2.2. Nonlinear Chaotic Map

The formulas of a nonlinear chaotic map are given by Equation (3) [67]:

$$\begin{array}{l}{x}_{n+1}=[\mu \times k_1\times {(1-x_n)}^2\times y_n+z_n]\mathrm{mod}1\\ y_{n+1}=[\mu \times k_2\times x_{n+1}+(1+{(y_n)}^2)\times z_n]\mathrm{mod}1\\ z_{n+1}=[\mu \times k_3\times \sin (x_{n+1})\times z_n+y_{n+1}]\mathrm{mod}1\end{array}$$

(3)

where 𝜇, 𝑘_𝑖 are system parameters of the nonlinear chaotic map and when 0 < 𝜇 ≤ 3.999, |𝑘₁| > 29.5, |𝑘₂| > 31.3, |𝑘₃| > 25.1. With 𝑘₁ = 32.5, 𝑘₂ = 34.3, 𝑘₃ = 28.1, and 𝜇 $\in$(0,3.999], this system exhibits chaotic bifurcation diagrams and Lyapunov exponents as shown in Figure 2a–d, respectively. When 𝑘₁ = 32.5, 𝑘₂ = 34.3, 𝑘₃ = 28.1, and 𝜇 = 3.999, the chaotic attractor of this system is shown in Figure 2e.

2.3. Improved Arnold Transformation

In the 1960s, Vladimir Arnold discovered the Arnold map (AM), which has no attractor and is used to scramble images [68].

AT can be described as the following Equation (4):

$$\left(\begin{array}{l}{x}_{n+1}\\ y_{n+1}\end{array}\right)=\left(\begin{array}{l}ab\\ cd\end{array}\right)\left(\begin{array}{l}{x}_n\\ y_n\end{array}\right)\mathrm{mod}N$$

(4)

where the four parameters a, b, c, and d are all positive integers in AT, and gcd(ad − bc, N) = 1.

The Equation (4) can be further transformed as follows:

$$\begin{array}{l}{x}_{n+1}=(a{x}_n+b{y}_n)\mathrm{mod}N\\ y_{n+1}=(c{x}_n+d{y}_n)\mathrm{mod}N\end{array}$$

(5)

To improve the performance of AT, we should use Equation (6) rather than Equation (5) [69].

$$\begin{array}{l}{x}_{n+1}=(x_n+h{y}_n)\mathrm{mod}N\\ y_{n+1}=(g{x}_n+(hg+1)y_n+e(x_{n+1}^r+k))\mathrm{mod}N\end{array}$$

(6)

where $r\in \{2,3,4,5,6,7\}$ and $k\in \{1,2,\dots ,255\}$.

The nonlinear term makes the improved AT change the deficiency of quasi-affine transform and enhances the ability and security of AT against differential attacks.

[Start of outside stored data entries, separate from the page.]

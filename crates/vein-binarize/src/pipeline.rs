//! The binarization pipeline
//!
//! Stages run in a fixed order, each producing a fresh buffer:
//!
//! 1. load: normalize any decoded depth to 8 bpp gray
//! 2. illuminate: gamma, contrast stretch, highlight suppression
//! 3. denoise: Perona-Malik diffusion
//! 4. equalize: CLAHE
//! 5. enhance_ridges: Gabor bank, max fusion, blend with the equalized image
//! 6. binarize: multi-window Sauvola, OR fusion
//! 7. clean: opening, small-object removal, median
//!
//! Every stage keeps the image size; a stage that changes it is a bug and
//! panics.

use std::time::Instant;

use log::{debug, warn};
use vein_color::{sauvola_multiscale, suppress_highlights};
use vein_core::Pix;
use vein_filter::{
    BorderPolicy, FilterError, Kernel, anisotropic_diffusion, blend_gray, clahe,
    gabor_bank_response, gamma_trc_pix, linear_trc_pix, median_filter,
};
use vein_morph::open_ellipse;
use vein_region::remove_small_components;

use crate::{BinarizeError, BinarizeResult, PipelineConfig, Stage, StageError};

/// Every intermediate buffer of one run
#[derive(Debug, Clone)]
pub struct StageImages {
    pub loaded: Pix,
    pub illuminated: Pix,
    pub denoised: Pix,
    pub equalized: Pix,
    pub ridges: Pix,
    pub binary: Pix,
    pub cleaned: Pix,
}

impl StageImages {
    /// Stages paired with their buffers, in pipeline order.
    pub fn iter(&self) -> impl Iterator<Item = (Stage, &Pix)> {
        [
            (Stage::Load, &self.loaded),
            (Stage::Illumination, &self.illuminated),
            (Stage::Denoise, &self.denoised),
            (Stage::Equalize, &self.equalized),
            (Stage::RidgeEnhance, &self.ridges),
            (Stage::Binarize, &self.binary),
            (Stage::Clean, &self.cleaned),
        ]
        .into_iter()
    }
}

/// A validated configuration with its Gabor bank built
#[derive(Debug, Clone)]
pub struct Pipeline {
    config: PipelineConfig,
    kernels: Vec<Kernel>,
}

impl Pipeline {
    /// Validate `config` and build the normalized Gabor kernels.
    ///
    /// # Errors
    ///
    /// Returns [`BinarizeError::Config`] for invalid values and a
    /// [`Stage::RidgeEnhance`] error when a kernel cannot be normalized
    /// (its weights sum to zero).
    pub fn new(config: PipelineConfig) -> BinarizeResult<Self> {
        config.validate()?;
        if config.cleanup.open_size == 1 {
            warn!("cleanup.open_size is 1, the opening leaves the mask unchanged");
        }

        let gabor = &config.gabor;
        let kernels = gabor
            .orientations
            .iter()
            .map(|&theta| -> Result<Kernel, FilterError> {
                let mut kernel = Kernel::gabor(&gabor.params(theta))?;
                kernel.normalize_by_sum(gabor.normalization)?;
                Ok(kernel)
            })
            .collect::<Result<Vec<_>, _>>()
            .map_err(BinarizeError::in_stage(Stage::RidgeEnhance))?;

        Ok(Self { config, kernels })
    }

    pub fn config(&self) -> &PipelineConfig {
        &self.config
    }

    /// The normalized Gabor kernels, one per orientation.
    pub fn kernels(&self) -> &[Kernel] {
        &self.kernels
    }

    fn timed<F>(&self, stage: Stage, pix: &Pix, f: F) -> BinarizeResult<Pix>
    where
        F: FnOnce(&Pix) -> Result<Pix, StageError>,
    {
        let start = Instant::now();
        let out = f(pix).map_err(BinarizeError::in_stage(stage))?;
        assert_eq!(
            out.dimensions(),
            pix.dimensions(),
            "stage {} changed the image size",
            stage
        );
        debug!(
            "{}: {}x{} in {:.2?}",
            stage,
            out.width(),
            out.height(),
            start.elapsed()
        );
        Ok(out)
    }

    /// Normalize a decoded image to 8 bpp gray.
    ///
    /// RGB collapses with the fixed-point luma weights; binary maps set
    /// bits to 255.
    pub fn load(&self, pix: &Pix) -> BinarizeResult<Pix> {
        self.timed(Stage::Load, pix, |p| Ok(p.convert_to_8()?))
    }

    /// Gamma, linear contrast stretch, then HLS highlight suppression.
    pub fn illuminate(&self, pix: &Pix) -> BinarizeResult<Pix> {
        let c = &self.config;
        self.timed(Stage::Illumination, pix, |p| {
            let gamma = gamma_trc_pix(p, c.gamma)?;
            let stretched = linear_trc_pix(&gamma, c.contrast_alpha, c.contrast_beta)?;
            Ok(suppress_highlights(&stretched, c.highlight_strength)?)
        })
    }

    /// Perona-Malik diffusion. RGB input is collapsed to gray first.
    pub fn denoise(&self, pix: &Pix) -> BinarizeResult<Pix> {
        let params = self.config.diffusion.params();
        self.timed(Stage::Denoise, pix, |p| {
            let gray = p.convert_to_8()?;
            Ok(anisotropic_diffusion(&gray, &params)?)
        })
    }

    /// Contrast-limited adaptive histogram equalization.
    pub fn equalize(&self, pix: &Pix) -> BinarizeResult<Pix> {
        let params = self.config.clahe.params();
        self.timed(Stage::Equalize, pix, |p| Ok(clahe(p, &params)?))
    }

    /// Max-fused Gabor response blended with the input.
    pub fn enhance_ridges(&self, pix: &Pix) -> BinarizeResult<Pix> {
        let g = &self.config.gabor;
        let border: BorderPolicy = g.border.into();
        self.timed(Stage::RidgeEnhance, pix, |p| {
            let ridge = gabor_bank_response(p, &self.kernels, border)?;
            Ok(blend_gray(p, g.blend_enhanced, &ridge, g.blend_ridge)?)
        })
    }

    /// Multi-window Sauvola thresholding. Returns 8 bpp 0/255.
    pub fn binarize(&self, pix: &Pix) -> BinarizeResult<Pix> {
        let params = self.config.sauvola.params();
        self.timed(Stage::Binarize, pix, |p| {
            let mask = sauvola_multiscale(p, &params)?;
            Ok(mask.convert_to_8()?)
        })
    }

    /// Opening, small-object removal and median filtering of a 0/255
    /// mask. Returns 8 bpp 0/255.
    pub fn clean(&self, pix: &Pix) -> BinarizeResult<Pix> {
        let m = &self.config.cleanup;
        self.timed(Stage::Clean, pix, |p| {
            let mask = p.convert_to_8()?.convert_8_to_1(127)?;
            let opened = open_ellipse(&mask, m.open_size)?;
            let kept =
                remove_small_components(&opened, m.min_object_size, m.connectivity.into())?;
            let gray = kept.convert_to_8()?;
            Ok(median_filter(&gray, m.median_size, m.median_size)?)
        })
    }

    /// Run every stage and return the cleaned mask.
    pub fn run(&self, pix: &Pix) -> BinarizeResult<Pix> {
        Ok(self.run_with_stages(pix)?.cleaned)
    }

    /// Run every stage and keep all intermediate buffers.
    pub fn run_with_stages(&self, pix: &Pix) -> BinarizeResult<StageImages> {
        let start = Instant::now();
        let loaded = self.load(pix)?;
        let illuminated = self.illuminate(&loaded)?;
        let denoised = self.denoise(&illuminated)?;
        let equalized = self.equalize(&denoised)?;
        let ridges = self.enhance_ridges(&equalized)?;
        let binary = self.binarize(&ridges)?;
        let cleaned = self.clean(&binary)?;
        debug!("pipeline finished in {:.2?}", start.elapsed());

        Ok(StageImages {
            loaded,
            illuminated,
            denoised,
            equalized,
            ridges,
            binary,
            cleaned,
        })
    }
}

2.4. Transform of Stretch and Fold

a.

The stretch transform of nonadjacent rows and columns

The procedure of stretch transform of nonadjacent rows and columns [70] is as follows: insert the pixels of a row or column of the image pixel matrix into other adjacent rows or columns of pixels, stretch the obtained pixels into 1-D series, and then fold them to the same size as the original image matrix. This will guarantee efficient scrambling of the original adjacent pixels (not at the original positions). Figure 3 and Figure 4a,b illustrate the detailed process.

b.

The fold transform of a snake line

The process of fold transform of a snake line can be described as the following: arrange the pixels in the image matrix in an order of a snake line, put the obtained pixels into 1-D series, and then fold them to the same size as the original image matrix [70]. Figure 3 and Figure 4c show the detailed process.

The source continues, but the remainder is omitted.